One year ago I never expected this year would be such a ‘home body’ time for me.  I thought a “fabulous” year would be one with a lot of exploring and classes.  But instead it has been a very introspective year.  I’ve found the things I really wanted to accomplish were right here at home. 
I have discovered TANE.  No longer do I stress over having a ‘perfect’ house when we have guests.  My house is my home and it is “Tidy And Non Embarrassing”.  Good enough!  LOL  Yeah, there might be some dust or a lady bug gone belly-up by the window.  But I’m not worried about it because I am no longer cultivating shallow relationships that enjoy making drama.  My friends have dust and deceased lady bugs too! 
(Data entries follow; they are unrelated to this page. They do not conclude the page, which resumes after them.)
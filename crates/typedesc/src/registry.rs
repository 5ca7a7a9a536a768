// SPDX-License-Identifier: Apache-2.0 OR MIT
// Copyright (c) 2025-2026 naskel.com

//! Name-indexed arena of type descriptors.
//!
//! The registry owns every descriptor for its own lifetime and hands out
//! [`TypeId`] handles. Composite types (pointers, arrays) are derived on
//! demand from textual names and memoized, so re-resolving the same
//! compound name returns the identical handle.

use crate::descriptor::{Field, TypeDescriptor, TypeId};
use crate::errors::RegistryError;
use crate::layout::AggregateLayout;
use crate::Category;
use std::collections::HashMap;

/// Built-in scalar set installed by [`TypeRegistry::new`]: C spellings plus
/// fixed-width aliases. LP64 sizes for the `long` family.
const BUILTIN_SCALARS: &[(&str, usize, Category)] = &[
    ("char", 1, Category::SInt),
    ("short", 2, Category::SInt),
    ("int", 4, Category::SInt),
    ("long", 8, Category::SInt),
    ("long long", 8, Category::SInt),
    ("unsigned char", 1, Category::UInt),
    ("unsigned short", 2, Category::UInt),
    ("unsigned int", 4, Category::UInt),
    ("unsigned long", 8, Category::UInt),
    ("unsigned long long", 8, Category::UInt),
    ("float", 4, Category::Float),
    ("double", 8, Category::Float),
    ("int8_t", 1, Category::SInt),
    ("int16_t", 2, Category::SInt),
    ("int32_t", 4, Category::SInt),
    ("int64_t", 8, Category::SInt),
    ("uint8_t", 1, Category::UInt),
    ("uint16_t", 2, Category::UInt),
    ("uint32_t", 4, Category::UInt),
    ("uint64_t", 8, Category::UInt),
];

/// In-memory store of type descriptors keyed by name.
///
/// Explicit and injectable: own one at the composition root and pass it by
/// reference to whatever needs name resolution. Tests get a fresh registry
/// each, so there is no hidden global state to bleed between them.
pub struct TypeRegistry {
    /// Append-only descriptor arena; a `TypeId` is an index into it.
    types: Vec<TypeDescriptor>,
    /// Name (and cached alternate spellings) to arena index.
    by_name: HashMap<String, TypeId>,
}

impl TypeRegistry {
    /// Create a registry pre-populated with the built-in scalar types.
    pub fn new() -> Self {
        let mut registry = Self::empty();
        for &(name, size, category) in BUILTIN_SCALARS {
            registry.insert(TypeDescriptor::scalar(name, size, category));
        }
        log::debug!("installed {} built-in scalar types", BUILTIN_SCALARS.len());
        registry
    }

    /// Create a registry with no built-ins.
    pub fn empty() -> Self {
        Self {
            types: Vec::new(),
            by_name: HashMap::new(),
        }
    }

    /// Number of registered descriptors (alternate spellings not counted).
    pub fn len(&self) -> usize {
        self.types.len()
    }

    /// Returns `true` if no types are registered.
    pub fn is_empty(&self) -> bool {
        self.types.is_empty()
    }

    /// All canonical type names, sorted for determinism.
    pub fn type_names(&self) -> Vec<String> {
        let mut names: Vec<String> = self.types.iter().map(|t| t.name().to_string()).collect();
        names.sort();
        names
    }

    /// Access a descriptor by handle.
    ///
    /// Handles are only meaningful for the registry that issued them.
    pub fn get(&self, id: TypeId) -> &TypeDescriptor {
        &self.types[id.index()]
    }

    /// Exact-match lookup by name. Never mutates the registry.
    pub fn lookup(&self, name: &str) -> Option<TypeId> {
        self.by_name.get(name.trim()).copied()
    }

    /// Register a descriptor under its name.
    ///
    /// A second registration under an existing name is rejected: silently
    /// replacing a cache slot would change type identity under the feet of
    /// every holder of the old handle.
    pub fn register(&mut self, descriptor: TypeDescriptor) -> Result<TypeId, RegistryError> {
        if self.by_name.contains_key(descriptor.name()) {
            log::warn!("duplicate type registration rejected: {}", descriptor.name());
            return Err(RegistryError::DuplicateName(descriptor.name().to_string()));
        }
        Ok(self.insert(descriptor))
    }

    /// Register an empty struct type.
    pub fn register_struct(&mut self, name: &str) -> Result<TypeId, RegistryError> {
        self.register(TypeDescriptor::struct_type(name))
    }

    /// Register an empty union type.
    pub fn register_union(&mut self, name: &str) -> Result<TypeId, RegistryError> {
        self.register(TypeDescriptor::union_type(name))
    }

    /// Register an enum type: a named signed-integer alias.
    pub fn register_enum(&mut self, name: &str) -> Result<TypeId, RegistryError> {
        self.register(TypeDescriptor::enum_type(name))
    }

    /// Register a scalar type.
    pub fn register_scalar(
        &mut self,
        name: &str,
        size: usize,
        category: Category,
    ) -> Result<TypeId, RegistryError> {
        self.register(TypeDescriptor::scalar(name, size, category))
    }

    /// Register a new name for an existing type: same size, category and
    /// structure, distinct identity.
    pub fn register_alias(&mut self, name: &str, of: TypeId) -> Result<TypeId, RegistryError> {
        let mut descriptor = self.get(of).clone();
        descriptor.rename(name);
        self.register(descriptor)
    }

    /// Resolve a textual type name, deriving and caching composite types on
    /// demand.
    ///
    /// Grammar: a registered base name, optionally followed by `*` and
    /// `[N]` suffixes in any combination. The rightmost suffix binds
    /// outermost: `"foo*[4]"` is an array of 4 pointers to foo, while
    /// `"foo[4]*"` is a pointer to an array of 4 foo. Base names are
    /// free-form (spaces allowed, e.g. `"unsigned int"` or `"struct foo"`).
    ///
    /// Returns `None` for a bare identifier that is not registered: a type
    /// is never fabricated from an unknown name.
    pub fn resolve(&mut self, name: &str) -> Option<TypeId> {
        let trimmed = name.trim();
        if trimmed.is_empty() {
            return None;
        }
        if let Some(&id) = self.by_name.get(trimmed) {
            return Some(id);
        }
        if let Some(prefix) = trimmed.strip_suffix('*') {
            let base = self.resolve(prefix)?;
            let id = self.pointer_to(base);
            self.cache_spelling(trimmed, id);
            return Some(id);
        }
        if let Some(inner) = trimmed.strip_suffix(']') {
            let open = inner.rfind('[')?;
            let dimension: usize = inner[open + 1..].trim().parse().ok()?;
            let base = self.resolve(&inner[..open])?;
            let id = self.array_of(base, dimension).ok()?;
            self.cache_spelling(trimmed, id);
            return Some(id);
        }
        log::debug!("unresolvable type name: {:?}", trimmed);
        None
    }

    /// Derive (or reuse) the pointer type to `base`.
    ///
    /// The pointer's size is the platform pointer width, independent of
    /// the pointee.
    pub fn pointer_to(&mut self, base: TypeId) -> TypeId {
        let name = format!("{}*", self.get(base).name());
        if let Some(&id) = self.by_name.get(&name) {
            return id;
        }
        log::debug!("synthesizing pointer type {}", name);
        self.insert(TypeDescriptor::pointer(name, base))
    }

    /// Derive (or reuse) the array type of `dimension` elements of `base`.
    pub fn array_of(&mut self, base: TypeId, dimension: usize) -> Result<TypeId, RegistryError> {
        if dimension == 0 {
            return Err(RegistryError::InvalidDimension { dimension });
        }
        let (basename, element_size) = {
            let element = self.get(base);
            (element.name().to_string(), element.size())
        };
        let name = format!("{}[{}]", basename, dimension);
        if let Some(&id) = self.by_name.get(&name) {
            return Ok(id);
        }
        log::debug!("synthesizing array type {}", name);
        Ok(self.insert(TypeDescriptor::array(&basename, base, dimension, element_size)))
    }

    /// Append a field to a struct or union and recompute its layout.
    pub fn add_field(
        &mut self,
        owner: TypeId,
        name: &str,
        field_type: TypeId,
    ) -> Result<(), RegistryError> {
        self.add_field_entry(owner, Field::new(name, field_type))
    }

    /// Append an already-built [`Field`] to a struct or union.
    ///
    /// Calling this on a scalar or indirect type is a misuse and is
    /// rejected rather than silently accepted, which would corrupt the
    /// size invariants.
    pub fn add_field_entry(&mut self, owner: TypeId, field: Field) -> Result<(), RegistryError> {
        let descriptor = self.get(owner);
        if AggregateLayout::for_category(descriptor.category()).is_none() {
            return Err(RegistryError::NotAnAggregate {
                name: descriptor.name().to_string(),
                category: descriptor.category(),
            });
        }
        self.types[owner.index()].fields_mut().push(field);
        self.fields_changed(owner);
        Ok(())
    }

    /// Re-run an aggregate's layout pass.
    ///
    /// `add_field` already does this; call it explicitly after growing a
    /// nested aggregate that `owner` embeds, so the stale offsets and size
    /// are brought forward. No-op for non-aggregates.
    pub fn recompute_layout(&mut self, owner: TypeId) {
        self.fields_changed(owner);
    }

    /// Render a human-readable structural description, recursing into
    /// nested aggregates with each level indented by `prefix`.
    pub fn render(&self, id: TypeId, prefix: &str) -> String {
        let descriptor = self.get(id);
        match descriptor.category() {
            Category::Struct | Category::Union => {
                let keyword = if descriptor.category() == Category::Struct {
                    "struct"
                } else {
                    "union"
                };
                let mut out = format!(
                    "{}{} {} ({} bytes)",
                    prefix,
                    keyword,
                    descriptor.name(),
                    descriptor.size()
                );
                for field in descriptor.fields() {
                    let field_type = self.get(field.type_id());
                    out.push('\n');
                    if matches!(field_type.category(), Category::Struct | Category::Union) {
                        out.push_str(&format!(
                            "{}  {} @ {}:\n",
                            prefix,
                            field.name(),
                            field.offset()
                        ));
                        out.push_str(&self.render(field.type_id(), &format!("{}    ", prefix)));
                    } else {
                        out.push_str(&format!(
                            "{}  {}: {} @ {}",
                            prefix,
                            field.name(),
                            field_type.name(),
                            field.offset()
                        ));
                    }
                }
                out
            }
            _ => format!(
                "{}{} ({} bytes)",
                prefix,
                descriptor.name(),
                descriptor.size()
            ),
        }
    }

    /// Unchecked arena insert; callers guarantee the name is free.
    fn insert(&mut self, descriptor: TypeDescriptor) -> TypeId {
        let id = TypeId(self.types.len() as u32);
        self.by_name.insert(descriptor.name().to_string(), id);
        self.types.push(descriptor);
        id
    }

    /// Cache an alternate spelling (stray whitespace) of a derived type so
    /// the exact query string hits on re-resolution.
    fn cache_spelling(&mut self, spelling: &str, id: TypeId) {
        if !self.by_name.contains_key(spelling) {
            self.by_name.insert(spelling.to_string(), id);
        }
    }

    /// Full layout pass over `owner`'s field list: assign every offset and
    /// the total size from the current field type sizes.
    fn fields_changed(&mut self, owner: TypeId) {
        let descriptor = &self.types[owner.index()];
        let Some(policy) = AggregateLayout::for_category(descriptor.category()) else {
            return;
        };
        let sizes: Vec<usize> = descriptor
            .fields()
            .iter()
            .map(|f| self.types[f.type_id().index()].size())
            .collect();
        let (offsets, total) = policy.assign(&sizes);

        let descriptor = &mut self.types[owner.index()];
        descriptor.set_size(total);
        for (field, offset) in descriptor.fields_mut().iter_mut().zip(offsets) {
            field.set_offset(offset);
        }
    }
}

impl Default for TypeRegistry {
    fn default() -> Self {
        Self::new()
    }
}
I’m almost at my goal of having a decluttered and organized home.  It’s not quite there… I still have 5 areas to go thru so I will be done in 5 weeks.  Not bad. 
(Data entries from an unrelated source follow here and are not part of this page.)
//! Command implementations
//!
//! - `porcelain`: User-facing operations (topo-order)

pub mod porcelain;
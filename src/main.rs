use anyhow::Result;
use clap::Parser;
use std::path::PathBuf;
use topo_order::areas::repository::Repository;
use topo_order::artifacts::core::Output;
use tracing_subscriber::filter::LevelFilter;
use tracing_subscriber::{EnvFilter, layer::SubscriberExt, util::SubscriberInitExt};

#[derive(Parser)]
#[command(
    name = "topo-order",
    version = "0.1.0",
    author = "Sami Barbut-Dica",
    about = "Print the commit graph of a git repository in topological order",
    long_about = "Lists every commit reachable from a local branch, children before parents, \
    each followed by the branches pointing at it. Jumps between unrelated commits are \
    marked with `parents=` and `=children` lines separated by a blank line.",
    help_template = r"
{name} {version} - {about}

USAGE:
    {usage}

OPTIONS:
    {all-args}
",
)]
struct Cli {
    #[arg(
        index = 1,
        help = "Directory to start searching for the repository from (defaults to the current directory)"
    )]
    path: Option<PathBuf>,
    #[arg(short, long, help = "Log debug information to stderr, on top of any RUST_LOG filter")]
    verbose: bool,
}

fn main() -> Result<()> {
    let cli = Cli::parse();

    let mut filter = EnvFilter::try_from_default_env().unwrap_or_else(|_| EnvFilter::new("warn"));
    if cli.verbose {
        filter = filter.add_directive(LevelFilter::DEBUG.into());
    }
    tracing_subscriber::registry()
        .with(filter)
        .with(
            tracing_subscriber::fmt::layer()
                .without_time()
                .with_writer(std::io::stderr),
        )
        .init();

    let start = match cli.path {
        Some(path) => path,
        None => std::env::current_dir()?,
    };

    let output = Output::detect();
    let repository = Repository::discover(&start, output.writer())?;
    repository.topo_order()?;
    drop(repository);

    output.finish()
}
I have rediscovered my creativity.  I’ve learned to cut myself some slack and ‘dance like no one is watching’.  And as I have played with my ‘artwork’, my photography, my crafting, my cooking I’ve opened up parts of my mind.  It’s really been amazing.  I think quicker and clearer than I had been, as tho neural pathways were being washed of ‘gunk’.   I am making my own space… a ‘chick cave’ so to speak.  A place to create, to read, to think. 
All that is not to say I didn’t have adventures and new experiences!  Let’s see… I had my own photo show.  I’ve become a volunteer at Whole Foods Cooking School.  I’ve seen the rings of Saturn with my own telescope.  Himself and I have been on several weekend road trips.  I’ve hosted a ‘tasting party’.  And there’s been a few first that I wasn’t quite so excited about… the first time in my life I had to take an antibiotic.  And getting bifocals.  Just saying… bifocals and photography are NOT friends. 
However, it has been relationships have been a major focus of my year. 
Relationship with my Lord…  has grown and deepened incredibly.
Relationships with family…  My family circle is small and I have come to recognize just how precious it is. 
Relationships with friends…  I have come to the conclusion that a ‘one way friendship’ doesn’t work for me.  I’ve let some friendships go and some I am working on strengthening.  I’ve started new friendships. 
I’m looking forward to the discoveries I’ll make in this next year.